→ How to complete this task: Copy all the lines of the data that include the word "when".

→ Material to process:
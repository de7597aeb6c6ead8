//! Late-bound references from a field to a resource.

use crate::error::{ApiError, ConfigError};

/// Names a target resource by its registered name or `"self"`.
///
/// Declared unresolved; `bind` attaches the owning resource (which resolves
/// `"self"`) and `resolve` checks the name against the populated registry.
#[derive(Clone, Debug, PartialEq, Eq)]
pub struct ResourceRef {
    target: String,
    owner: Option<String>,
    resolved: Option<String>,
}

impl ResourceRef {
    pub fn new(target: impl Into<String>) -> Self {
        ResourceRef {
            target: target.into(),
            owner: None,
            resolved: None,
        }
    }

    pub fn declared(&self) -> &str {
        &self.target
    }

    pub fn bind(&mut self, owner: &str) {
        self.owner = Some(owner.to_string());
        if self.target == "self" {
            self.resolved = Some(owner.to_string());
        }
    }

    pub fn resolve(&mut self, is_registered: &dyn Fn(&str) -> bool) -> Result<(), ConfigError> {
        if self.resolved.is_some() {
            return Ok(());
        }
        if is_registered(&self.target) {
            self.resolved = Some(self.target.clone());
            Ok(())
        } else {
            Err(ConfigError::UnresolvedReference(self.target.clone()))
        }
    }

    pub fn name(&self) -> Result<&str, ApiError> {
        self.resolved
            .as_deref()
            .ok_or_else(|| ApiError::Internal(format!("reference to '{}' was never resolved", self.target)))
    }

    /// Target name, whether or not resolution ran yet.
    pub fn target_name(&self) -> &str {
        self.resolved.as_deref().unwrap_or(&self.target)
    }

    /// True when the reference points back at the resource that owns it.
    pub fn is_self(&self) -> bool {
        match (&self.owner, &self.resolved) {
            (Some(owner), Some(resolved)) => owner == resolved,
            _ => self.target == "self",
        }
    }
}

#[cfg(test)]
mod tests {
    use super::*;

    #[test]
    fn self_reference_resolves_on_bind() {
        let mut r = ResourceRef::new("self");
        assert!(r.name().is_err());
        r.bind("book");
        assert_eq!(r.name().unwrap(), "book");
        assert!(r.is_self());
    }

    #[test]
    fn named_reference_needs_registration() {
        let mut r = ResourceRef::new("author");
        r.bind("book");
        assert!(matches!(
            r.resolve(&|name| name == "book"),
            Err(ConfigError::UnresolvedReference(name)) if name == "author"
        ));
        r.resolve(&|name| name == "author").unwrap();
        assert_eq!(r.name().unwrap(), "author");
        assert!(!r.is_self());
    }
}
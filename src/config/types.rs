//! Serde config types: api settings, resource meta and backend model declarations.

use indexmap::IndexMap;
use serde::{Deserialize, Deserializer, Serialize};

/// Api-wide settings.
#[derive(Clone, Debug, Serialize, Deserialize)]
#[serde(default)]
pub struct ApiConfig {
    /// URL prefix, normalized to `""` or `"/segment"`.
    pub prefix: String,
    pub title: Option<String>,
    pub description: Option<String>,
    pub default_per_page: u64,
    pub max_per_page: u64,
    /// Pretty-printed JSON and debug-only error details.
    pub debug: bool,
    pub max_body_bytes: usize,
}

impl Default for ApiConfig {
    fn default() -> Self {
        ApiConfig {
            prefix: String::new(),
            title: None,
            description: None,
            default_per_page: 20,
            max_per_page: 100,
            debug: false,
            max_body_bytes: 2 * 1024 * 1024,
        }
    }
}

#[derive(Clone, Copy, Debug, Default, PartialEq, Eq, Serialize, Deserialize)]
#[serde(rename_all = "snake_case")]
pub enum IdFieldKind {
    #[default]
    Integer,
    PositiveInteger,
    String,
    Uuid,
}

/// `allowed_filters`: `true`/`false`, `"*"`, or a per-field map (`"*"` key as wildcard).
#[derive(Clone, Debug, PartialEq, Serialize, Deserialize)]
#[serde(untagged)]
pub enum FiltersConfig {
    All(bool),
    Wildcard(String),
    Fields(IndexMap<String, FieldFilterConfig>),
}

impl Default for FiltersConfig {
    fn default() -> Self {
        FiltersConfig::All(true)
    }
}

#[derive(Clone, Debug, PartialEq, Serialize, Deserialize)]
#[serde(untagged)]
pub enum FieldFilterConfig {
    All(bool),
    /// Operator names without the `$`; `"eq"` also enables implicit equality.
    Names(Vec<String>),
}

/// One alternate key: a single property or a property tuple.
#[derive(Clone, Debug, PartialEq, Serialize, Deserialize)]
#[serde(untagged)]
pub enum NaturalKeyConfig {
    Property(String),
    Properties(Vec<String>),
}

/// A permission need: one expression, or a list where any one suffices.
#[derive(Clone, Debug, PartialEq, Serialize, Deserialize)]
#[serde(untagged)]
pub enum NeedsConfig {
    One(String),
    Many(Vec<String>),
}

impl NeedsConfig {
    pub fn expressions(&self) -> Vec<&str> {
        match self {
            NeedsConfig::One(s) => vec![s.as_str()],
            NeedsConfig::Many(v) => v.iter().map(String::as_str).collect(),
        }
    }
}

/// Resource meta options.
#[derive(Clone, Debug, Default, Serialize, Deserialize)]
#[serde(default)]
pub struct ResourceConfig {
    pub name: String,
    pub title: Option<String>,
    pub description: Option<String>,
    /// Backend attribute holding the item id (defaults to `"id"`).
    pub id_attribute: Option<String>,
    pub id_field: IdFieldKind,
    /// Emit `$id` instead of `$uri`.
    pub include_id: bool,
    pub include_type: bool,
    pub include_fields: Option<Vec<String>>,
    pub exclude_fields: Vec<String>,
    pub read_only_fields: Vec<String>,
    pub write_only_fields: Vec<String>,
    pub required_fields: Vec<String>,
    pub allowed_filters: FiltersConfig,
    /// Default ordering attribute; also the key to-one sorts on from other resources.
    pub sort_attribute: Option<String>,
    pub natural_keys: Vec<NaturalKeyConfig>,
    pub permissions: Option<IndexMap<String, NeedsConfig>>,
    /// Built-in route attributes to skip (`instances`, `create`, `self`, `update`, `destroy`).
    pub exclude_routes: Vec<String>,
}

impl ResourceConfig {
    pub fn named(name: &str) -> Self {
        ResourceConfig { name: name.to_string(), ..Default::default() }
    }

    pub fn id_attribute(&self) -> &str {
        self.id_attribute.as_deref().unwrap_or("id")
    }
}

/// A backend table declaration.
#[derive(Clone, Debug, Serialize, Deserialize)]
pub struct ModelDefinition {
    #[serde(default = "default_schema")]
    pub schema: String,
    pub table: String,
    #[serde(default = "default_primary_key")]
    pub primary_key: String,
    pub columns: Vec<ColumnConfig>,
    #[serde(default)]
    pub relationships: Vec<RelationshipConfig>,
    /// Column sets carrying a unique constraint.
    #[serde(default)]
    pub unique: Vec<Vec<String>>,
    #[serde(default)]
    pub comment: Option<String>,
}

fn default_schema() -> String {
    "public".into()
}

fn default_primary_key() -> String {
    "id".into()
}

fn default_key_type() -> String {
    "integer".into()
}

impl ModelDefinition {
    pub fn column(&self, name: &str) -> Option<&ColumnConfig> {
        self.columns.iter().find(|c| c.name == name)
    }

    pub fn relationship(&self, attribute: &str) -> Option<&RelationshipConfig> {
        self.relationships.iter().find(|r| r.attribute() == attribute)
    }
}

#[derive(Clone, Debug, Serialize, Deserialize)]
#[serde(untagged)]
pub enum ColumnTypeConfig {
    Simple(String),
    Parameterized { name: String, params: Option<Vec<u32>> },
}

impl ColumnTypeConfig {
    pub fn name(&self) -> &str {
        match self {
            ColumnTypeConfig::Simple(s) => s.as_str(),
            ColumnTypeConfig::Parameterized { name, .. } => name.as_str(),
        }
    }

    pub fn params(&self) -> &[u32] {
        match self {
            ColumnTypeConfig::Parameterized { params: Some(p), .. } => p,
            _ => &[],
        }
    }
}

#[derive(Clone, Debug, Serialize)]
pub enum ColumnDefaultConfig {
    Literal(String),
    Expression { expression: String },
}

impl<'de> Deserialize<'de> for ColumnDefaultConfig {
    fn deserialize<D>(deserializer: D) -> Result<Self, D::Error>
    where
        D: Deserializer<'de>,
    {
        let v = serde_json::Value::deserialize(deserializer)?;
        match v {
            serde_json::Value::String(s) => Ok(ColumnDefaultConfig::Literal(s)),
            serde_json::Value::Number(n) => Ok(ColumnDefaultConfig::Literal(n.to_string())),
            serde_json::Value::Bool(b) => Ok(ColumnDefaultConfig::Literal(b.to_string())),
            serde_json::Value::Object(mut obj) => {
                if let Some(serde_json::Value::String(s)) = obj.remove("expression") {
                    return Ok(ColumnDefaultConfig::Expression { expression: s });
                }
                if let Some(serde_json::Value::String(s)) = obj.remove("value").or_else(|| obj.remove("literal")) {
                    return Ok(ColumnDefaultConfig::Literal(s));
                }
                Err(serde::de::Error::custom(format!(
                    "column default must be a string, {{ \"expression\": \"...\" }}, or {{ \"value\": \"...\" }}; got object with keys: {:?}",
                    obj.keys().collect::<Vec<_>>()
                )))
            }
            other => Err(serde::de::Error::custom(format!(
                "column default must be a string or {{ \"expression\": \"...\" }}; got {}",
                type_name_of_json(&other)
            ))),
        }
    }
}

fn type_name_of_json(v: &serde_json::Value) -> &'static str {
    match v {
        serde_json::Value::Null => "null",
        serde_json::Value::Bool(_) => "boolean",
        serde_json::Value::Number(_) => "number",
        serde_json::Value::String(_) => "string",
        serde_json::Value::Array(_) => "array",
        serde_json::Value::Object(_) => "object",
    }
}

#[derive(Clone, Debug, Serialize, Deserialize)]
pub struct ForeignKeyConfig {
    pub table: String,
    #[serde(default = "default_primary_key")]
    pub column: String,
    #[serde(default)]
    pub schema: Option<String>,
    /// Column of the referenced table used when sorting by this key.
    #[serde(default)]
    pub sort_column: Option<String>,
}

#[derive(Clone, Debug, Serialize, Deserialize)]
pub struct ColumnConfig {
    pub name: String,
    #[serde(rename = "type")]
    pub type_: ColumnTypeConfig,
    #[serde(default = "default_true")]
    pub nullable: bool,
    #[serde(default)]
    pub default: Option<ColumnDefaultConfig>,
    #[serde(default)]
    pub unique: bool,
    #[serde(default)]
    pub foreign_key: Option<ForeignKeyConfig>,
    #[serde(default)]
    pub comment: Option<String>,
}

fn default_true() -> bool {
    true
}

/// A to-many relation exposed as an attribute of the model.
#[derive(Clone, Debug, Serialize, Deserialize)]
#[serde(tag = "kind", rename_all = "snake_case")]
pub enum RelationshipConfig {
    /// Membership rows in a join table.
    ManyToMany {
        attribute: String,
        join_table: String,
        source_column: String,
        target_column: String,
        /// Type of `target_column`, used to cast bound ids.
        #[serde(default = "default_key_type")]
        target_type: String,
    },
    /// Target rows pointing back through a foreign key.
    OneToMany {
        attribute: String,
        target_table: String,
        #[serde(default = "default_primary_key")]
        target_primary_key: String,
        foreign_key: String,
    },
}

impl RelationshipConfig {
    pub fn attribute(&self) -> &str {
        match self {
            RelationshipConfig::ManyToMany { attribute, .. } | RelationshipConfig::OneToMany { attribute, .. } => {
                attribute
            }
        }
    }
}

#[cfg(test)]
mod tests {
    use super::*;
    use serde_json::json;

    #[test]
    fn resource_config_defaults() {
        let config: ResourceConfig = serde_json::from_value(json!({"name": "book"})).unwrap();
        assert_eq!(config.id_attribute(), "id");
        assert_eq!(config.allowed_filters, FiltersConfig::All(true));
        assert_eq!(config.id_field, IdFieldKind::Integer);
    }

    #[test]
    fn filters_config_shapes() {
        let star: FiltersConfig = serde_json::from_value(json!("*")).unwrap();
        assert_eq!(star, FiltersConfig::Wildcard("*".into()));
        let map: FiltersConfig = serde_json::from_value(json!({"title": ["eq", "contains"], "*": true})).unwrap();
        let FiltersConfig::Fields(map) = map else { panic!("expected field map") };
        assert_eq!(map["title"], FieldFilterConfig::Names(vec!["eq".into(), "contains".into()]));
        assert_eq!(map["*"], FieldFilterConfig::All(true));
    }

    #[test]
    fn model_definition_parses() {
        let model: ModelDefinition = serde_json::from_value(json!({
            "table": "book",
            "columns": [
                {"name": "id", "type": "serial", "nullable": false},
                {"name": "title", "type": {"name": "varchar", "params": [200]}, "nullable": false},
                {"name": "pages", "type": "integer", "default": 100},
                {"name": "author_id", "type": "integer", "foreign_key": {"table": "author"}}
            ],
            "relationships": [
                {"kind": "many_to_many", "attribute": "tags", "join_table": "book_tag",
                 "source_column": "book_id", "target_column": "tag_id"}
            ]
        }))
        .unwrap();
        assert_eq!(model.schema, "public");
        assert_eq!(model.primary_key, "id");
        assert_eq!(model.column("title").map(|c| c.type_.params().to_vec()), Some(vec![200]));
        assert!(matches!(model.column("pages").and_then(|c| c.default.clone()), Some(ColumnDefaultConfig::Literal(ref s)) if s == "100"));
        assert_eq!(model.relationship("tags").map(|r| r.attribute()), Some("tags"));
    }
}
---
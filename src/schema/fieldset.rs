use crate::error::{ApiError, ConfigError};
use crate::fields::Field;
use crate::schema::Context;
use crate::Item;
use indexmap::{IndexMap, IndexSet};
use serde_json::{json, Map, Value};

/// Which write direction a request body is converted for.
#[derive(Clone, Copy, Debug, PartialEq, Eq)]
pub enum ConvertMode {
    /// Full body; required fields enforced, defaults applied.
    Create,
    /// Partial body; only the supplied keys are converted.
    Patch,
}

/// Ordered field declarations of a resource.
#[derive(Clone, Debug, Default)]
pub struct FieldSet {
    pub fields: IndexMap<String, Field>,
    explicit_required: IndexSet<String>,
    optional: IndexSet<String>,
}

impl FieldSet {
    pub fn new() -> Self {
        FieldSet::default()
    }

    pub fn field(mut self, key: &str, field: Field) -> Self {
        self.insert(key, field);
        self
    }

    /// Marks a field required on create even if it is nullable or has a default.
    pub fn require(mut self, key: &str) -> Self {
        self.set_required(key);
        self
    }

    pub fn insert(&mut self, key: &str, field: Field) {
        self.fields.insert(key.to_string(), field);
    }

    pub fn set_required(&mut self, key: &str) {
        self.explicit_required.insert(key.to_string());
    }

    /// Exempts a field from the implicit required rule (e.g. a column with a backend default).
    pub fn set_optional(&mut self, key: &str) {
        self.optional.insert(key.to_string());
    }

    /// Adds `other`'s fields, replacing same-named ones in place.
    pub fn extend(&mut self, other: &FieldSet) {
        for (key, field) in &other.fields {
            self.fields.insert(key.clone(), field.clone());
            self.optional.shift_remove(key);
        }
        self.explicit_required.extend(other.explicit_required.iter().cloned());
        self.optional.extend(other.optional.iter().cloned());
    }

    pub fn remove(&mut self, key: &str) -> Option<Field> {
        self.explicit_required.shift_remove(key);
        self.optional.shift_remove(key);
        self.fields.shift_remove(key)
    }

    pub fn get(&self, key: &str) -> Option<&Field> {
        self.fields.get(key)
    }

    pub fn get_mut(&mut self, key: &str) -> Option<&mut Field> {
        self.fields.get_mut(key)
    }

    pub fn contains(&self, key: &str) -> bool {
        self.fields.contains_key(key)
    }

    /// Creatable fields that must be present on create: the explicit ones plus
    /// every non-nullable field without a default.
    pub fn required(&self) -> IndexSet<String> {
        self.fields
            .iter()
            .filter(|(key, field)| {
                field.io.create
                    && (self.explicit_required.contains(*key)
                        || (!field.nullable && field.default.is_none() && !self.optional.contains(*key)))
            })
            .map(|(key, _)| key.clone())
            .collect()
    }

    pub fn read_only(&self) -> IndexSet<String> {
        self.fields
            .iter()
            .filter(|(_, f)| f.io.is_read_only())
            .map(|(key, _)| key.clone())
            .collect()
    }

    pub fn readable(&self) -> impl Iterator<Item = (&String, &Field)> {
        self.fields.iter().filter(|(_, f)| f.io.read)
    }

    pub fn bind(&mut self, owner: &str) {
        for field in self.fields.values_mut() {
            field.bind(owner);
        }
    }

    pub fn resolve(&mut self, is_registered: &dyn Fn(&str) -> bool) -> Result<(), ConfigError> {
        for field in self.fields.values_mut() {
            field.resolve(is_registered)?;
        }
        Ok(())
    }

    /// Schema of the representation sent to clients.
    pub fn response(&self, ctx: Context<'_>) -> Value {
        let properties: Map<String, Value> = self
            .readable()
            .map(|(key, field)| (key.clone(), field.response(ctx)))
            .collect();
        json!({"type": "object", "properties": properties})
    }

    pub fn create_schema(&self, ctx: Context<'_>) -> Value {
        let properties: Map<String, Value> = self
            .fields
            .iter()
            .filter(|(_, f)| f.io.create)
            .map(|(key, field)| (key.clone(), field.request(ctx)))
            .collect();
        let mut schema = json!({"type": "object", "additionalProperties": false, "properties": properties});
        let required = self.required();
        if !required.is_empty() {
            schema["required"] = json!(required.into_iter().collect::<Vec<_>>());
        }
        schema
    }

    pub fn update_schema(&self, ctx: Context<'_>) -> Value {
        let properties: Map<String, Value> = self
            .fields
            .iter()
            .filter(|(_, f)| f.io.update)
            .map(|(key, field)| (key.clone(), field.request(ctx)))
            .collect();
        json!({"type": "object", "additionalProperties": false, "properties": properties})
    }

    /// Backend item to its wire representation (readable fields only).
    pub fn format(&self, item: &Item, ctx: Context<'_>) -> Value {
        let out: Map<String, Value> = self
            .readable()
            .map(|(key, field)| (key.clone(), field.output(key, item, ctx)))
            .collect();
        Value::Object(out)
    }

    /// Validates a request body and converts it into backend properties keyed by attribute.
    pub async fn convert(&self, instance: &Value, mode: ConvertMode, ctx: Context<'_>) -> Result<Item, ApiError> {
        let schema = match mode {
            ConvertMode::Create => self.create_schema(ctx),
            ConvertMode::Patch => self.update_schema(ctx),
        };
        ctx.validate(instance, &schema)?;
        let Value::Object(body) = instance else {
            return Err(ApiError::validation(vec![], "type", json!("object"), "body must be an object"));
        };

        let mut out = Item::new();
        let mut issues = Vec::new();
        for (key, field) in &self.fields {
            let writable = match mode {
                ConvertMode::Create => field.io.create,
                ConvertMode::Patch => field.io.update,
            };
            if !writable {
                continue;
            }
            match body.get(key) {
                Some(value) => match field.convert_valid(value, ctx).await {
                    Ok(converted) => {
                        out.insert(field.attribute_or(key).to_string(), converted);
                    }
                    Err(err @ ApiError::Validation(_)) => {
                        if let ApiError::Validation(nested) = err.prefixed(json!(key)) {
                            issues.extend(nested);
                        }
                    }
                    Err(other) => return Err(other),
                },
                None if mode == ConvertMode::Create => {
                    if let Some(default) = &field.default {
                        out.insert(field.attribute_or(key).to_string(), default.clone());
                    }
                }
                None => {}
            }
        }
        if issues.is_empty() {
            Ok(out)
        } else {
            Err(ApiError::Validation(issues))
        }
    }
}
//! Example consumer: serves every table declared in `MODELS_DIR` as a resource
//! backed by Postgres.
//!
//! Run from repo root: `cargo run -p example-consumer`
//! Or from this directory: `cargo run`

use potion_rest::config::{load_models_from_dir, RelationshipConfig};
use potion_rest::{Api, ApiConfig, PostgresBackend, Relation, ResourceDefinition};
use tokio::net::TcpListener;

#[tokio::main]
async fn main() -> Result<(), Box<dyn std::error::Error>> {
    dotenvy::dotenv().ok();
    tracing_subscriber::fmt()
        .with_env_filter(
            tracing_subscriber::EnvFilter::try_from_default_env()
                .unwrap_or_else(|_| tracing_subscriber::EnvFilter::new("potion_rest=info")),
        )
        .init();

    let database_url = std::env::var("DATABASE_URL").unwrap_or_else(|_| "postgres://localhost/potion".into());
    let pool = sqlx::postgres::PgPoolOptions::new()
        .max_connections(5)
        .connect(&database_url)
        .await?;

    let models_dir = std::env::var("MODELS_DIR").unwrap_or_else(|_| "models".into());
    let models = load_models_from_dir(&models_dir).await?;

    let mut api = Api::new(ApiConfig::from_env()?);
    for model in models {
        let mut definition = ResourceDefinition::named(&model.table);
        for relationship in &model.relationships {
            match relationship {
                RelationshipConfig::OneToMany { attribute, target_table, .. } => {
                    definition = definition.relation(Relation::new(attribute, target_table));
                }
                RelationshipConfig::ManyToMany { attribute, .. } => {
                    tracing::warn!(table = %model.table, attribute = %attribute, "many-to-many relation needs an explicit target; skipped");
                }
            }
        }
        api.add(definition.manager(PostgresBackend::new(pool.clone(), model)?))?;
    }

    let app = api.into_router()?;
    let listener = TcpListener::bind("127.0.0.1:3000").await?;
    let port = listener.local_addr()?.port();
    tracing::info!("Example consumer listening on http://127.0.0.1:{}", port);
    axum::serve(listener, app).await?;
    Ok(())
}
...
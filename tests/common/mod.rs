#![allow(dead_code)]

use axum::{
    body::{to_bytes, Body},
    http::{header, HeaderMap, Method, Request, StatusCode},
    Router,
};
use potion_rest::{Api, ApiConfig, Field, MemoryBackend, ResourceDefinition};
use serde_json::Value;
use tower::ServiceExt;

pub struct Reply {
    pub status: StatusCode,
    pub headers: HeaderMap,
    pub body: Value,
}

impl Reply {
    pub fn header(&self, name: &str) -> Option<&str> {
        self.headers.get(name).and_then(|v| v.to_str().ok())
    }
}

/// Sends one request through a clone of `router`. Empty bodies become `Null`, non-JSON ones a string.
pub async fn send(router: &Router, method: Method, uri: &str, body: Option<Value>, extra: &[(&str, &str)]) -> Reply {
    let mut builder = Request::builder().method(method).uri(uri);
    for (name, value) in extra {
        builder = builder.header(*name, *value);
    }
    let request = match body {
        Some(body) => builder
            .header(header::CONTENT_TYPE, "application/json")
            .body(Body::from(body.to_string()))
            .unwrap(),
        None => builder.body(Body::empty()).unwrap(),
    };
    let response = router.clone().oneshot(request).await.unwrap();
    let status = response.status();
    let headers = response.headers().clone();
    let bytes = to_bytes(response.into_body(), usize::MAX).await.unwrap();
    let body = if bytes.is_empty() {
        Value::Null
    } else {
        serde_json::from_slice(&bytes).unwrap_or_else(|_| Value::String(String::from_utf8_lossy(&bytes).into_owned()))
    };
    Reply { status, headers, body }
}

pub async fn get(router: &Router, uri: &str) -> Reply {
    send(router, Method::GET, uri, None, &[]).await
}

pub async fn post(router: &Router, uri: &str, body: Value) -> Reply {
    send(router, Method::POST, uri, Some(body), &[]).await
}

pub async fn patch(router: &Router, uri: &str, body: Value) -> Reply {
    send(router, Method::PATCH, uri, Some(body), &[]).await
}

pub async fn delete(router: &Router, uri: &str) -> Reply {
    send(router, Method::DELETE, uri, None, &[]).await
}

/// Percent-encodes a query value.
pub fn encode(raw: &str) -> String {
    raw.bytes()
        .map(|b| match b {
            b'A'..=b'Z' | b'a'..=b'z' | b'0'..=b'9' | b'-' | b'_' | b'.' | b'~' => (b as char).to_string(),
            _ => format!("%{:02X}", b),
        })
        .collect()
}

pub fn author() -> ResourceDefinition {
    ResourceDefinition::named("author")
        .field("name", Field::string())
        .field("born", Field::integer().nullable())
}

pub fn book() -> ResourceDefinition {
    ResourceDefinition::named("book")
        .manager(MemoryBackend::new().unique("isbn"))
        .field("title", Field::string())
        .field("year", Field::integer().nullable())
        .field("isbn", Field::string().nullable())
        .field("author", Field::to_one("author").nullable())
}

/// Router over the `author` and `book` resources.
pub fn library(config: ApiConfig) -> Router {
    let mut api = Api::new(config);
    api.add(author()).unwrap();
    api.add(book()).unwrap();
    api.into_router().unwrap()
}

→ Output of the task:
    /// True when the reference points back at the resource that owns it.
    /// Column of the referenced table used when sorting by this key.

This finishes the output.